又睜開眼來,見陛下還立在一旁,便道,“陛下也早些去休息吧。”
陛下卻沒走,反而是略一遲疑後就輕輕側身坐到了軟榻旁邊,有些試探地慢慢握住了石韻搭在一側的手。
垂眼去看兩人交握的手掌。
他自己養尊處優,一雙手保養得十分漂亮,手指修長白淨,顧真人的也是極美的美人玉手,但不是一般的嬌小柔荑,根根如青蔥般的手指便算是像玉雕的一般精美無暇,也硬邦邦的隱含著力度。
不知怎麼的,隻這樣一幕映入眼簾便覺得十分滿足,深深覺得能將這樣一隻手握在掌中,便要算是他此生之幸。
係統氣憤,“你看!你看!我說的沒錯吧,嘴裡說著以禮相待,其實就想動手動腳!”
石韻卻沒生氣,眼中的笑意更濃了些,微微拖長了聲音問道,“陛下這是——?”
陛下心中有千言萬語,然而眼下卻實在不是個能傾訴衷腸的時候,於是壓下了滿腔的肺腑之言,隻溫聲說道,“朕就想在這兒陪你一會兒,時候不早了,你快睡,朕隻在這兒略坐一坐,不吵你。”
石韻隻覺得他這個表現堪稱情深款款,十分的溫柔體貼,讓人很是舒服,不枉自己大晚上進宮一趟,於是好心情地閉上眼睛,“好。”
…………
蒙古大軍原本自信滿滿,絲毫沒有將大顓京城的守軍放在眼裡。
畢竟大顓最精銳的二十萬大軍都不堪一擊,數月前在邊關被他們一仗就打沒了,剩下的這些老弱病殘又能頂什麼事!
磨刀霍霍,氣勢洶洶而來,一路上考慮最多的竟都不是怎樣打仗攻城,而是占領了大顓的京城後要怎樣劫掠財物,鎮壓官員和百姓。
在他們眼中,大顓的京城已經是囊中之物,隨便打打就能攻占下來。
因此攻城的時候眾將官個個爭先,唯恐進城晚了搶不到好東西。
統領蒙軍的主帥木合理為此還居中調停了一番,最後派了自己的親弟弟伯顏率軍進攻安定門,愛將木兀兒率軍進攻西直門,他自己親自攻打德勝門。

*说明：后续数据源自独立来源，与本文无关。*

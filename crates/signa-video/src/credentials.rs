//! API key storage for the video provider.
//!
//! Keys are stored under a fixed name. The file store keeps a small JSON
//! map in the data directory; the memory store is used in tests and when
//! nothing should touch disk.

use std::collections::HashMap;
use std::path::{Path, PathBuf};
use std::sync::RwLock;

use chrono::{DateTime, Utc};
use serde::{Deserialize, Serialize};

use signa_core::config::CredentialConfig;
use signa_core::error::{Result, SignaError};

const CREDENTIALS_FILE: &str = "credentials.json";

/// Save, load and clear API keys by name.
pub trait CredentialStore: Send + Sync {
    /// Backend name for logs.
    fn kind(&self) -> &'static str;

    /// The stored key, or `None` if nothing is stored.
    fn get(&self, name: &str) -> Result<Option<String>>;

    /// Store `value` under `name`, replacing any previous key.
    ///
    /// Blank values are rejected.
    fn set(&self, name: &str, value: &str) -> Result<()>;

    /// Remove the key. Clearing a missing key is not an error.
    fn clear(&self, name: &str) -> Result<()>;
}

fn validate_key(value: &str) -> Result<&str> {
    let trimmed = value.trim();
    if trimmed.is_empty() {
        return Err(SignaError::Credential("API key cannot be blank".to_string()));
    }
    Ok(trimmed)
}

/// Show only the last four characters of a key.
pub fn mask_key(key: &str) -> String {
    let chars: Vec<char> = key.chars().collect();
    if chars.len() <= 4 {
        return "*".repeat(chars.len());
    }
    let tail: String = chars[chars.len() - 4..].iter().collect();
    format!("{}{}", "*".repeat(chars.len() - 4), tail)
}

/// In-process key store.
#[derive(Debug, Default)]
pub struct MemoryCredentialStore {
    keys: RwLock<HashMap<String, String>>,
}

impl MemoryCredentialStore {
    pub fn new() -> Self {
        Self::default()
    }
}

impl CredentialStore for MemoryCredentialStore {
    fn kind(&self) -> &'static str {
        "memory"
    }

    fn get(&self, name: &str) -> Result<Option<String>> {
        let keys = self
            .keys
            .read()
            .map_err(|e| SignaError::Credential(format!("Lock poisoned: {}", e)))?;
        Ok(keys.get(name).cloned())
    }

    fn set(&self, name: &str, value: &str) -> Result<()> {
        let value = validate_key(value)?;
        let mut keys = self
            .keys
            .write()
            .map_err(|e| SignaError::Credential(format!("Lock poisoned: {}", e)))?;
        keys.insert(name.to_string(), value.to_string());
        Ok(())
    }

    fn clear(&self, name: &str) -> Result<()> {
        let mut keys = self
            .keys
            .write()
            .map_err(|e| SignaError::Credential(format!("Lock poisoned: {}", e)))?;
        keys.remove(name);
        Ok(())
    }
}

#[derive(Debug, Clone, Serialize, Deserialize)]
struct StoredKey {
    value: String,
    updated_at: DateTime<Utc>,
}

/// Key store backed by a JSON file.
#[derive(Debug)]
pub struct FileCredentialStore {
    path: PathBuf,
    lock: RwLock<()>,
}

impl FileCredentialStore {
    pub fn new(path: impl Into<PathBuf>) -> Self {
        Self {
            path: path.into(),
            lock: RwLock::new(()),
        }
    }

    pub fn path(&self) -> &Path {
        &self.path
    }

    fn read_all(&self) -> Result<HashMap<String, StoredKey>> {
        if !self.path.exists() {
            return Ok(HashMap::new());
        }
        let content = std::fs::read_to_string(&self.path)?;
        if content.trim().is_empty() {
            return Ok(HashMap::new());
        }
        Ok(serde_json::from_str(&content)?)
    }

    fn write_all(&self, keys: &HashMap<String, StoredKey>) -> Result<()> {
        if let Some(parent) = self.path.parent() {
            std::fs::create_dir_all(parent)?;
        }
        let content = serde_json::to_string_pretty(keys)?;
        #[cfg(unix)]
        {
            use std::io::Write;
            use std::os::unix::fs::{OpenOptionsExt, PermissionsExt};
            // The key never hits disk while the file is readable by others.
            let mut file = std::fs::OpenOptions::new()
                .write(true)
                .create(true)
                .truncate(true)
                .mode(0o600)
                .open(&self.path)?;
            // `mode` only applies on creation; tighten a file that already existed.
            file.set_permissions(std::fs::Permissions::from_mode(0o600))?;
            file.write_all(content.as_bytes())?;
        }
        #[cfg(not(unix))]
        std::fs::write(&self.path, content)?;
        Ok(())
    }
}

impl CredentialStore for FileCredentialStore {
    fn kind(&self) -> &'static str {
        "file"
    }

    fn get(&self, name: &str) -> Result<Option<String>> {
        let _guard = self
            .lock
            .read()
            .map_err(|e| SignaError::Credential(format!("Lock poisoned: {}", e)))?;
        Ok(self.read_all()?.remove(name).map(|k| k.value))
    }

    fn set(&self, name: &str, value: &str) -> Result<()> {
        let value = validate_key(value)?;
        let _guard = self
            .lock
            .write()
            .map_err(|e| SignaError::Credential(format!("Lock poisoned: {}", e)))?;
        let mut keys = self.read_all()?;
        keys.insert(
            name.to_string(),
            StoredKey {
                value: value.to_string(),
                updated_at: Utc::now(),
            },
        );
        self.write_all(&keys)?;
        tracing::info!(name, path = %self.path.display(), "API key stored");
        Ok(())
    }

    fn clear(&self, name: &str) -> Result<()> {
        let _guard = self
            .lock
            .write()
            .map_err(|e| SignaError::Credential(format!("Lock poisoned: {}", e)))?;
        let mut keys = self.read_all()?;
        if keys.remove(name).is_some() {
            self.write_all(&keys)?;
            tracing::info!(name, "API key cleared");
        }
        Ok(())
    }
}

/// Build the store named by the configuration.
pub fn open_store(config: &CredentialConfig, data_dir: &Path) -> Result<Box<dyn CredentialStore>> {
    match config.store.as_str() {
        "file" => Ok(Box::new(FileCredentialStore::new(
            data_dir.join(CREDENTIALS_FILE),
        ))),
        "memory" => Ok(Box::new(MemoryCredentialStore::new())),
        other => Err(SignaError::Config(format!(
            "unknown credential store '{}', expected 'file' or 'memory'",
            other
        ))),
    }
}
//! Speech capture state machine.
//!
//! Valid transitions:
//! - Idle -> Listening (capture started)
//! - Listening -> Idle (capture stopped)

use std::fmt;

use chrono::{DateTime, Utc};

use signa_core::error::{Result, SignaError};

/// Whether speech is being captured.
#[derive(Debug, Clone, Copy, PartialEq, Eq, Hash, Default)]
pub enum CaptureState {
    /// No capture in progress.
    #[default]
    Idle,
    /// Transcripts are being produced from the microphone.
    Listening,
}

impl fmt::Display for CaptureState {
    fn fmt(&self, f: &mut fmt::Formatter<'_>) -> fmt::Result {
        match self {
            CaptureState::Idle => write!(f, "Idle"),
            CaptureState::Listening => write!(f, "Listening"),
        }
    }
}

impl CaptureState {
    /// Returns whether a transition from `self` to `target` is valid.
    pub fn can_transition_to(&self, target: &CaptureState) -> bool {
        matches!(
            (self, target),
            (CaptureState::Idle, CaptureState::Listening)
                | (CaptureState::Listening, CaptureState::Idle)
        )
    }
}

/// Validating wrapper around [`CaptureState`].
#[derive(Debug, Clone, Default)]
pub struct CaptureMachine {
    state: CaptureState,
    since: Option<DateTime<Utc>>,
}

impl CaptureMachine {
    pub fn new() -> Self {
        Self::default()
    }

    pub fn current(&self) -> CaptureState {
        self.state
    }

    /// When the current Listening period began.
    pub fn listening_since(&self) -> Option<DateTime<Utc>> {
        self.since
    }

    /// Attempt to transition to `target`.
    ///
    /// Returns `SignaError::Session` if the transition is not allowed.
    pub fn transition(&mut self, target: CaptureState) -> Result<()> {
        if !self.state.can_transition_to(&target) {
            return Err(SignaError::Session(format!(
                "Invalid capture transition: {} -> {}",
                self.state, target
            )));
        }
        tracing::debug!("Capture state: {} -> {}", self.state, target);
        self.state = target;
        self.since = match target {
            CaptureState::Listening => Some(Utc::now()),
            CaptureState::Idle => None,
        };
        Ok(())
    }
}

伯顏和木兀兒原以為領到的是能先發一筆橫財的美差,結果遭遇了大顓守軍的頑強抵抗,一場硬仗下來,打得人仰馬翻,死傷無數,也沒能攻破城門,最後隻能收拾殘軍撤回去。
木合理親自率軍攻打德勝門,遭遇了和那兩人一模一樣的頑強抵抗。
他是個有真本事會打仗的人,加之率領的是蒙軍最精銳的隊伍,打到後來發了狠,下了死命令猛攻,眼看著大顓的守軍終於有了頹敗之勢,出城迎戰的主將戰死,副將重傷,臨危衝在最前方的一個大胡子將領更是被三名蒙古勇士團團圍住,眼看就被斬落馬下。
隻要能將此人殺了,大顓守軍的士氣再受重挫,必然就要敗退。